Nusantara paparkan upaya pemenuhan hak anak ke komite PBB

Ibukota – Tanah Air telah lama menyampaikan kemajuan lalu tantangan yang mana dihadapi pada memenuhi hak anak terhadap Komite Hak Anak PBB.
Hal itu disampaikan pemerintah RI pada Dialog Konstruktif dengan Komite Hak Anak PBB yang dijalankan di dalam Jenewa, Swiss, pada 14-15 Mei, menurut pernyataan Kementerian Luar Negeri pada Sabtu.
Duta Besar Achsanul Habib, Kuasa Usaha Ad Interim Perutusan Tetap RI (PTRI) ke Jenewa, menekankan bahwa partisipasi Negara Indonesia di dialog ini mencerminkan komitmen untuk menjalankan Konvensi Hak Anak guna menegaskan proteksi hak anak sebagai generasi penerus bangsa.
Pertemuan di dalam Jenewa itu merupakan bagian dari serangkaian peninjauan rutin yang digunakan dilaksanakan oleh Komite Hak Anak PBB terhadap negara-negara yang digunakan sudah meratifikasi Konvensi Hak Anak.
Dialog yang dimaksud adalah kelanjutan dari rangkaian laporan periodik kelima juga keenam dari Indonesia, yang tersebut prosesnya telah dimulai sejak Januari 2021.
Dalam dialog tersebut, Komite Hak Anak PBB menggali lebih tinggi di berubah-ubah perkembangan terkini terkait isu anak pada Indonesia.

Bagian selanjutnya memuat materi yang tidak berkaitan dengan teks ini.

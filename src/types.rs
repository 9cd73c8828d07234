use std::convert::Infallible;
use std::str::FromStr;
use std::time::Duration;

use serde::Deserialize;

/// Which binary a scenario step invokes.
///
/// - `Previous`: the release downloaded into the scratch directory.
/// - `Current`: the binary under test (`[binaries].current` or `--current`).
/// - `Path`: anything else, taken literally after template rendering.
#[derive(Debug, Clone, PartialEq, Eq, Deserialize)]
#[serde(from = "String")]
pub enum BinaryRef {
    Previous,
    Current,
    Path(String),
}

impl From<String> for BinaryRef {
    fn from(s: String) -> Self {
        match s.trim().to_lowercase().as_str() {
            "previous" => BinaryRef::Previous,
            "current" => BinaryRef::Current,
            _ => BinaryRef::Path(s),
        }
    }
}

impl FromStr for BinaryRef {
    type Err = Infallible;

    fn from_str(s: &str) -> Result<Self, Self::Err> {
        Ok(BinaryRef::from(s.to_string()))
    }
}

/// Parse a simple duration string like `"3s"`, `"250ms"`, `"20m"`, `"2h"`.
pub fn parse_duration(s: &str) -> Result<Duration, String> {
    let s = s.trim();
    if s.is_empty() {
        return Err("empty duration string".to_string());
    }

    // Find the boundary between digits and suffix.
    let idx = s
        .chars()
        .position(|c| !c.is_ascii_digit())
        .ok_or_else(|| format!("duration '{s}' is missing a unit suffix"))?;

    let (num_part, unit_part) = s.split_at(idx);
    let value: u64 = num_part
        .parse()
        .map_err(|e| format!("invalid duration number '{}': {}", num_part, e))?;
    let unit = unit_part.trim().to_lowercase();

    let secs_per_unit = match unit.as_str() {
        "ms" => return Ok(Duration::from_millis(value)),
        "s" => 1,
        "m" => 60,
        "h" => 60 * 60,
        _ => {
            return Err(format!(
                "unsupported duration unit '{}'; expected ms, s, m, or h",
                unit
            ));
        }
    };
    value
        .checked_mul(secs_per_unit)
        .map(Duration::from_secs)
        .ok_or_else(|| format!("duration '{s}' is too large"))
}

Beberapa topik utama yang dibahas adalah partisipasi anak di perumusan kebijakan, prioritas kebijakan anak di Asta Cita, inisiatif Makan Bergizi Gratis, upaya pencegahan juga penanganan kekerasan terhadap anak, akses terhadap lembaga pendidikan dan juga layanan kesehatan, juga hak-hak anak dari komunitas adat.
Dibahas pula kemajuan serta tantangan pada hal perencanaan, pendanaan, implementasi kebijakan, dan juga pengumpulan data statistik terkait anak.
"Indonesia juga akan meningkatkan kekuatan kolaborasi dengan para pemangku kepentingan terkait demi menciptakan lingkungan yang dimaksud tambahan baik dan juga aman bagi jutaan anak Indonesia," tegas Achsanul.
Menurut dia, Komite Hak Anak PBB menghargai komitmen dan juga upaya Nusantara di 10 tahun terakhir, khususnya legislasi dan juga pencatatan kelahiran. Komite juga menyoroti tantangan lalu upaya perbaikan untuk memajukan hak anak dalam Indonesia.
Komite yang tersebut beranggotakan 18 pakar independen itu bertugas mengawasi penyelenggaraan Konvensi Hak Anak.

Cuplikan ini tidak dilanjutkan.